Der ASB Wiesbaden bekommt am Donnerstag, 11. März, offiziell einen neuen Baby-Notarztwagen. Er ersetzt das bisherige Fahrzeug, Baujahr 1997, das im Schnitt jedes Jahr 200 Mal ausrückte. Der Baby-Notarztwagen des ASB Wiesbaden ist nicht nur in der Landeshauptstadt im Einsatz, sondern auch im Rheingau-Taunus-Kreis, im Landkreis Limburg-Weilburg, in Diez und Nastätten
Bei 90 Prozent aller Einsätze handelt es sich um Verlegungsfahrten von der Geburtsklinik in die Kinderklinik der Dr. Horst-Schmidt-Klinik. "In fünf Prozent der Fälle geht es um eine Verlegung in eine Spezialklinik, zum Beispiel in Kinderkardiologische oder Kinderchirurgische Zentren in Frankfurt, Gießen oder Mainz", erläutert Bernd Kindervater, Sachbearbeiter im Bereich Rettungsdienst beim ASB. Er koordiniert die Einsätze des Baby-NAW und sitzt auch manchmal selbst hinter dem Steuer. Laut ihm führen weitere fünf Prozent der Einsätze den ASB in private Wohnungen, in denen ein Kind zur Welt kam und nun zu Untersuchungen ins Krankenhaus muss.
Bei jeder Fahrt sind vom ASB ein Rettungsassistent und ein Rettungssanitäter dabei, darüber hinaus ein Arzt und eine Pflegefachkraft der HSK. Der neue Baby-NAW ist nicht auf einem Kleinbus aufgebaut, sondern auf einem Mercedes Benz Sprinter. Der Sprinter ist größer als der Kleinbus, so dass die Besatzung nun den kleinen Patienten nicht mehr gebückt versorgen muss. "Das Fahrzeug ist mit einem neuen Inkubator ausgestattet", berichtet Kindervater. Hierbei handelt es sich um einen fahrbaren Brutkasten zum optimalen Transport der Kleinen. Arzt und Pflegefachkraft sitzen direkt vor dem Inkubator. Ein Überwachungsmonitor zeigt ihnen bis zum Ziel automatisch die EKG-Werte an.
Ist der Baby-Notarztwagen mit Blaulicht unterwegs, stresst das weder das Früh- oder Neugeborene, noch die Besatzung.

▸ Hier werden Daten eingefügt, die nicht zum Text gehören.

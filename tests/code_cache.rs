//! Placement of compiled methods across the boot and runtime regions.

use cpsjit::code::CodeCacheError;
use cpsjit::ir::bytecode::NoMethods;
use cpsjit::{CompileError, Compiler, CompilerConfig, Program};
use std::sync::Arc;

fn constant_methods(count: usize) -> Program {
    let methods: Vec<String> = (0..count)
        .map(|i| {
            format!(
                r#"{{ "key": {{ "holder": "Gen", "name": "m{i}", "descriptor": "()J" }},
                     "code": [{{ "l_const": {} }}, "return_value"] }}"#,
                0x1_0000_0000_i64 + i as i64
            )
        })
        .collect();
    Program::from_json(&format!("[{}]", methods.join(","))).unwrap()
}

fn small_cache(regions: usize) -> Compiler {
    let mut config = CompilerConfig::default();
    config.code_cache.boot_region_size = 256;
    config.code_cache.region_size = 256;
    config.code_cache.region_count = regions;
    config.compiler.workers = 1;
    Compiler::new(config).unwrap()
}

#[test]
fn test_methods_spill_into_runtime_regions() {
    let program = constant_methods(24);
    let compiler = small_cache(8);
    let methods = compiler.compile_all(&program).unwrap();

    let manager = compiler.code_manager();
    assert!(manager.current_region() >= 1);
    assert!(methods.iter().any(|m| m.region() == 0));
    assert!(methods.iter().any(|m| m.region() > 0));

    let regions = manager.regions();
    assert_eq!(regions[0].name, "boot");
    assert_eq!(regions.len(), manager.current_region() + 1);
    for method in &methods {
        let region = &regions[method.region()];
        assert!(region.contains(method.start()), "{} not in {region}", method.key());
        let found = manager.code_pointer_to_target_method(method.code_start()).unwrap();
        assert!(Arc::ptr_eq(&found, method));
    }
}

#[test]
fn test_regions_are_contiguous_slots() {
    let program = constant_methods(24);
    let compiler = small_cache(8);
    compiler.compile_all(&program).unwrap();
    let regions = compiler.code_manager().regions();
    for pair in regions.windows(2) {
        assert_eq!(pair[0].start + pair[0].size as u64, pair[1].start);
    }
}

#[test]
fn test_exhausted_cache_is_fatal() {
    let program = constant_methods(64);
    let compiler = small_cache(1);
    let err = compiler.compile_all(&program).unwrap_err();
    assert!(matches!(err, CompileError::CodeCache(CodeCacheError::Exhausted { regions: 1, .. })), "{err}");
    assert!(err.is_fatal());
}

#[test]
fn test_oversized_window_is_rejected() {
    let mut config = CompilerConfig::default();
    config.code_cache.region_size = 8 << 20;
    config.code_cache.region_count = 16;
    assert!(Compiler::new(config).is_err());
}

#[test]
fn test_lookup_outside_any_method_misses() {
    let program = constant_methods(1);
    let compiler = small_cache(2);
    let methods = compiler.compile_all(&program).unwrap();
    let manager = compiler.code_manager();
    assert!(manager.code_pointer_to_target_method(methods[0].code_end()).is_none());
    assert!(manager.code_pointer_to_target_method(0).is_none());
}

Denn die akustische Warnanlage ist nicht wie bei Rettungsfahrzeugen üblich auf dem Dach, sondern im Kühlergrill installiert. Das neue Fahrzeug und seine Ausstattung haben laut Reinhold rund 200 000 Euro gekostet. Die Sparkassen in Hessen unterstützten den ASB mit 50 000 Euro aus Zweckertragsmitteln des PS-Los-Sparens. Die Krankenkassen geben verteilt auf zehn Jahre 80 000 Euro.
Damit ist der Neuwagen noch nicht komplett bezahlt. "Es gibt eine Finanzierungslücke von 70 000 Euro, die vom ASB zu decken ist", sagt der Vorsitzende. Der Ortsverband muss auch für die Betriebskosten des Fahrzeugs aufkommen. In der Vergangenheit ist das dank der Spenden von Mitgliedern und Freunden möglich gewesen. Um nun den Neuwagen bezahlen zu können, bittet der ASB weitere Bürger und Firmen um Unterstützung. Spenden unter dem Stichwort "Baby-Notarztwagen" auf das Konto 100 036 878 bei der Naspa, Bankleitzahl 510 500 15.